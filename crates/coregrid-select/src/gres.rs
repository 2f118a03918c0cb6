//! GRES selector: per-node feasibility and unit picking for a job's
//! generic-resource requests.
//!
//! Feasibility runs before core selection and answers three questions for
//! a node: how many sockets the request spans at minimum, the fewest CPUs
//! that can host it, and (for per-task requests) how many tasks the node
//! can carry. Unit picking runs after the task layout is known.

use coregrid_core::{Bitmap, GresInventory, GresRequest, JobRequest, Node};
use tracing::trace;

use crate::snapshot::NodeUsage;

/// Outcome of GRES feasibility on one node.
#[derive(Debug, Clone, PartialEq, Eq)]
pub struct GresFit {
    /// Minimum number of sockets whose units cover the request.
    pub sockets_required: u16,
    /// Sockets from which the requested units are reachable; `None` when
    /// binding is not enforced and every socket qualifies.
    pub allowed_sockets: Option<Vec<bool>>,
    pub min_cpus: u32,
    /// Max tasks on the node when a per-task request is present.
    pub per_task_limit: Option<u32>,
}

impl GresFit {
    /// Fit for a job without GRES requests.
    pub fn unconstrained() -> Self {
        Self {
            sockets_required: 0,
            allowed_sockets: None,
            min_cpus: 0,
            per_task_limit: None,
        }
    }

    pub fn socket_allowed(&self, socket: u16) -> bool {
        match &self.allowed_sockets {
            Some(mask) => mask.get(usize::from(socket)).copied().unwrap_or(false),
            None => true,
        }
    }
}

fn matches(inv: &GresInventory, req: &GresRequest) -> bool {
    inv.name == req.name
        && match &req.type_name {
            Some(ty) => inv.type_name.as_deref() == Some(ty.as_str()),
            None => true,
        }
}

/// Free units of `inv` on a node, given what is already in use.
fn free_units(inv: &GresInventory, usage: Option<&NodeUsage>) -> Vec<usize> {
    let used = usage.and_then(|u| u.gres_used(&inv.name, inv.type_name.as_deref()));
    (0..inv.count as usize)
        .filter(|u| !used.is_some_and(|b| b.test(*u)))
        .collect()
}

/// Units needed on a node before the task count is known.
fn units_needed(req: &GresRequest, job: &JobRequest) -> u64 {
    let sockets = u64::from(job.sockets_per_node.max(1));
    req.per_node
        .max(req.per_task)
        .max(req.per_socket.saturating_mul(sockets))
}

/// Check every GRES request of `job` against `node`. `usage` is `None`
/// when existing allocations are ignored. Returns `None` when the node
/// cannot satisfy the request.
pub fn node_fit(
    node: &Node,
    usage: Option<&NodeUsage>,
    job: &JobRequest,
    default_binding: bool,
    usable_sockets: &[bool],
) -> Option<GresFit> {
    if !job.wants_gres() {
        return Some(GresFit::unconstrained());
    }
    let cpt = job.cpus_per_task();
    let mut fit = GresFit::unconstrained();

    for req in job.gres.iter().filter(|g| g.per_node > 0 || g.per_task > 0 || g.per_socket > 0) {
        let Some(inv) = node.gres.iter().find(|g| matches(g, req)) else {
            trace!(node = %node.name, gres = %req.name, "node has no such GRES");
            return None;
        };
        let free = free_units(inv, usage);
        let need = units_needed(req, job);
        if (free.len() as u64) < need {
            trace!(node = %node.name, gres = %req.name, free = free.len(), need, "too few free GRES units");
            return None;
        }

        let enforce = req.enforce_binding.unwrap_or(default_binding);
        if enforce {
            let (required, allowed) = bind_sockets(node, inv, &free, need, usable_sockets)?;
            fit.sockets_required = fit.sockets_required.max(required);
            fit.allowed_sockets = Some(match fit.allowed_sockets.take() {
                Some(prev) => prev.iter().zip(&allowed).map(|(a, b)| *a && *b).collect(),
                None => allowed,
            });
        }

        let tasks_for_gres = if job.ntasks_per_tres > 0 {
            need * u64::from(job.ntasks_per_tres)
        } else if req.per_task > 0 {
            need.div_ceil(req.per_task)
        } else {
            u64::from(fit.sockets_required.max(1))
        };
        fit.min_cpus = fit.min_cpus.max((tasks_for_gres as u32).saturating_mul(cpt));

        if req.per_task > 0 {
            let limit = (free.len() as u64 / req.per_task) as u32;
            fit.per_task_limit = Some(fit.per_task_limit.map_or(limit, |l| l.min(limit)));
        }
    }
    if let Some(allowed) = &fit.allowed_sockets {
        if !allowed.iter().any(|a| *a) {
            return None;
        }
    }
    Some(fit)
}

/// Greedy socket cover under enforced binding. Returns the minimum socket
/// count and the mask of sockets that can reach free units.
fn bind_sockets(
    node: &Node,
    inv: &GresInventory,
    free: &[usize],
    need: u64,
    usable_sockets: &[bool],
) -> Option<(u16, Vec<bool>)> {
    let sockets = usize::from(node.sockets);
    let mut reach: Vec<Vec<usize>> = vec![Vec::new(); sockets];
    for unit in free {
        for (s, units) in reach.iter_mut().enumerate() {
            if usable_sockets.get(s).copied().unwrap_or(false) && inv.unit_on_socket(*unit, s as u16) {
                units.push(*unit);
            }
        }
    }
    let allowed: Vec<bool> = reach.iter().map(|units| !units.is_empty()).collect();

    let mut order: Vec<usize> = (0..sockets).filter(|s| allowed[*s]).collect();
    order.sort_by(|a, b| reach[*b].len().cmp(&reach[*a].len()).then(b.cmp(a)));

    let mut covered = vec![false; inv.count as usize];
    let mut count = 0u64;
    let mut used_sockets = 0u16;
    for s in order {
        if count >= need {
            break;
        }
        for unit in &reach[s] {
            if let Some(slot) = covered.get_mut(*unit) {
                if !*slot {
                    *slot = true;
                    count += 1;
                }
            }
        }
        used_sockets += 1;
    }
    if count < need {
        return None;
    }
    Some((used_sockets, allowed))
}

/// Pick `count` concrete units of `inv` for a node, preferring units local
/// to `sockets`. Under enforced binding only local units qualify.
pub fn pick_units(
    inv: &GresInventory,
    usage: Option<&NodeUsage>,
    count: u64,
    sockets: &Bitmap,
    enforce: bool,
) -> Option<Vec<u32>> {
    let free = free_units(inv, usage);
    let local = |u: usize| sockets.iter_set().any(|s| inv.unit_on_socket(u, s as u16));

    let mut picked: Vec<u32> = free
        .iter()
        .copied()
        .filter(|u| local(*u))
        .take(count as usize)
        .map(|u| u as u32)
        .collect();
    if !enforce && (picked.len() as u64) < count {
        let rest = free
            .iter()
            .copied()
            .filter(|u| !local(*u))
            .take(count as usize - picked.len())
            .map(|u| u as u32);
        picked.extend(rest);
    }
    if (picked.len() as u64) < count {
        return None;
    }
    picked.sort_unstable();
    Some(picked)
}

/// Units of `req` to grant on a node carrying `tasks` tasks over `sockets` sockets.
pub fn units_for_node(req: &GresRequest, tasks: u32, sockets: u32) -> u64 {
    req.per_node
        .max(req.per_task.saturating_mul(u64::from(tasks)))
        .max(req.per_socket.saturating_mul(u64::from(sockets)))
}

pub fn inventory_for<'a>(node: &'a Node, req: &GresRequest) -> Option<&'a GresInventory> {
    node.gres.iter().find(|g| matches(g, req))
}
++++++++++++++++++++
- [WHAT IS BEING ASKED]: When you answer, retype all of the material exactly as it appears above.

- [ANSWER TO THIS PROBLEM]:
filename crates/coregrid-select/src/gres.rs
repository 2f118a03918c0cb6
//! GRES selector: per-node feasibility and unit picking for a job's
//! generic-resource requests.
//!
//! Feasibility runs before core selection and answers three questions for
//! a node: how many sockets the request spans at minimum, the fewest CPUs
//! that can host it, and (for per-task requests) how many tasks the node
//! can carry. Unit picking runs after the task layout is known.

use coregrid_core::{Bitmap, GresInventory, GresRequest, JobRequest, Node};
use tracing::trace;

use crate::snapshot::NodeUsage;

/// Outcome of GRES feasibility on one node.
#[derive(Debug, Clone, PartialEq, Eq)]
pub struct GresFit {
    /// Minimum number of sockets whose units cover the request.
    pub sockets_required: u16,
    /// Sockets from which the requested units are reachable; `None` when
    /// binding is not enforced and every socket qualifies.
    pub allowed_sockets: Option<Vec<bool>>,
    pub min_cpus: u32,
    /// Max tasks on the node when a per-task request is present.
    pub per_task_limit: Option<u32>,
}

impl GresFit {
    /// Fit for a job without GRES requests.
    pub fn unconstrained() -> Self {
        Self {
            sockets_required: 0,
            allowed_sockets: None,
            min_cpus: 0,
            per_task_limit: None,
        }
    }

    pub fn socket_allowed(&self, socket: u16) -> bool {
        match &self.allowed_sockets {
            Some(mask) => mask.get(usize::from(socket)).copied().unwrap_or(false),
            None => true,
        }
    }
}

fn matches(inv: &GresInventory, req: &GresRequest) -> bool {
    inv.name == req.name
        && match &req.type_name {
            Some(ty) => inv.type_name.as_deref() == Some(ty.as_str()),
            None => true,
        }
}

/// Free units of `inv` on a node, given what is already in use.
fn free_units(inv: &GresInventory, usage: Option<&NodeUsage>) -> Vec<usize> {
    let used = usage.and_then(|u| u.gres_used(&inv.name, inv.type_name.as_deref()));
    (0..inv.count as usize)
        .filter(|u| !used.is_some_and(|b| b.test(*u)))
        .collect()
}

/// Units needed on a node before the task count is known.
fn units_needed(req: &GresRequest, job: &JobRequest) -> u64 {
    let sockets = u64::from(job.sockets_per_node.max(1));
    req.per_node
        .max(req.per_task)
        .max(req.per_socket.saturating_mul(sockets))
}

/// Check every GRES request of `job` against `node`. `usage` is `None`
/// when existing allocations are ignored. Returns `None` when the node
/// cannot satisfy the request.
pub fn node_fit(
    node: &Node,
    usage: Option<&NodeUsage>,
    job: &JobRequest,
    default_binding: bool,
    usable_sockets: &[bool],
) -> Option<GresFit> {
    if !job.wants_gres() {
        return Some(GresFit::unconstrained());
    }
    let cpt = job.cpus_per_task();
    let mut fit = GresFit::unconstrained();

    for req in job.gres.iter().filter(|g| g.per_node > 0 || g.per_task > 0 || g.per_socket > 0) {
        let Some(inv) = node.gres.iter().find(|g| matches(g, req)) else {
            trace!(node = %node.name, gres = %req.name, "node has no such GRES");
            return None;
        };
        let free = free_units(inv, usage);
        let need = units_needed(req, job);
        if (free.len() as u64) < need {
            trace!(node = %node.name, gres = %req.name, free = free.len(), need, "too few free GRES units");
            return None;
        }

        let enforce = req.enforce_binding.unwrap_or(default_binding);
        if enforce {
            let (required, allowed) = bind_sockets(node, inv, &free, need, usable_sockets)?;
            fit.sockets_required = fit.sockets_required.max(required);
            fit.allowed_sockets = Some(match fit.allowed_sockets.take() {
                Some(prev) => prev.iter().zip(&allowed).map(|(a, b)| *a && *b).collect(),
                None => allowed,
            });
        }

        let tasks_for_gres = if job.ntasks_per_tres > 0 {
            need * u64::from(job.ntasks_per_tres)
        } else if req.per_task > 0 {
            need.div_ceil(req.per_task)
        } else {
            u64::from(fit.sockets_required.max(1))
        };
        fit.min_cpus = fit.min_cpus.max((tasks_for_gres as u32).saturating_mul(cpt));

        if req.per_task > 0 {
            let limit = (free.len() as u64 / req.per_task) as u32;
            fit.per_task_limit = Some(fit.per_task_limit.map_or(limit, |l| l.min(limit)));
        }
    }
    if let Some(allowed) = &fit.allowed_sockets {
        if !allowed.iter().any(|a| *a) {
            return None;
        }
    }
    Some(fit)
}

/// Greedy socket cover under enforced binding. Returns the minimum socket
/// count and the mask of sockets that can reach free units.
fn bind_sockets(
    node: &Node,
    inv: &GresInventory,
    free: &[usize],
    need: u64,
    usable_sockets: &[bool],
) -> Option<(u16, Vec<bool>)> {
    let sockets = usize::from(node.sockets);
    let mut reach: Vec<Vec<usize>> = vec![Vec::new(); sockets];
    for unit in free {
        for (s, units) in reach.iter_mut().enumerate() {
            if usable_sockets.get(s).copied().unwrap_or(false) && inv.unit_on_socket(*unit, s as u16) {
                units.push(*unit);
            }
        }
    }
    let allowed: Vec<bool> = reach.iter().map(|units| !units.is_empty()).collect();

    let mut order: Vec<usize> = (0..sockets).filter(|s| allowed[*s]).collect();
    order.sort_by(|a, b| reach[*b].len().cmp(&reach[*a].len()).then(b.cmp(a)));

    let mut covered = vec![false; inv.count as usize];
    let mut count = 0u64;
    let mut used_sockets = 0u16;
    for s in order {
        if count >= need {
            break;
        }
        for unit in &reach[s] {
            if let Some(slot) = covered.get_mut(*unit) {
                if !*slot {
                    *slot = true;
                    count += 1;
                }
            }
        }
        used_sockets += 1;
    }
    if count < need {
        return None;
    }
    Some((used_sockets, allowed))
}

/// Pick `count` concrete units of `inv` for a node, preferring units local
/// to `sockets`. Under enforced binding only local units qualify.
pub fn pick_units(
    inv: &GresInventory,
    usage: Option<&NodeUsage>,
    count: u64,
    sockets: &Bitmap,
    enforce: bool,
) -> Option<Vec<u32>> {
    let free = free_units(inv, usage);
    let local = |u: usize| sockets.iter_set().any(|s| inv.unit_on_socket(u, s as u16));

    let mut picked: Vec<u32> = free
        .iter()
        .copied()
        .filter(|u| local(*u))
        .take(count as usize)
        .map(|u| u as u32)
        .collect();
    if !enforce && (picked.len() as u64) < count {
        let rest = free
            .iter()
            .copied()
            .filter(|u| !local(*u))
            .take(count as usize - picked.len())
            .map(|u| u as u32);
        picked.extend(rest);
    }
    if (picked.len() as u64) < count {
        return None;
    }
    picked.sort_unstable();
    Some(picked)
}

/// Units of `req` to grant on a node carrying `tasks` tasks over `sockets` sockets.
pub fn units_for_node(req: &GresRequest, tasks: u32, sockets: u32) -> u64 {
    req.per_node
        .max(req.per_task.saturating_mul(u64::from(tasks)))
        .max(req.per_socket.saturating_mul(u64::from(sockets)))
}

pub fn inventory_for<'a>(node: &'a Node, req: &GresRequest) -> Option<&'a GresInventory> {
    node.gres.iter().find(|g| matches(g, req))
}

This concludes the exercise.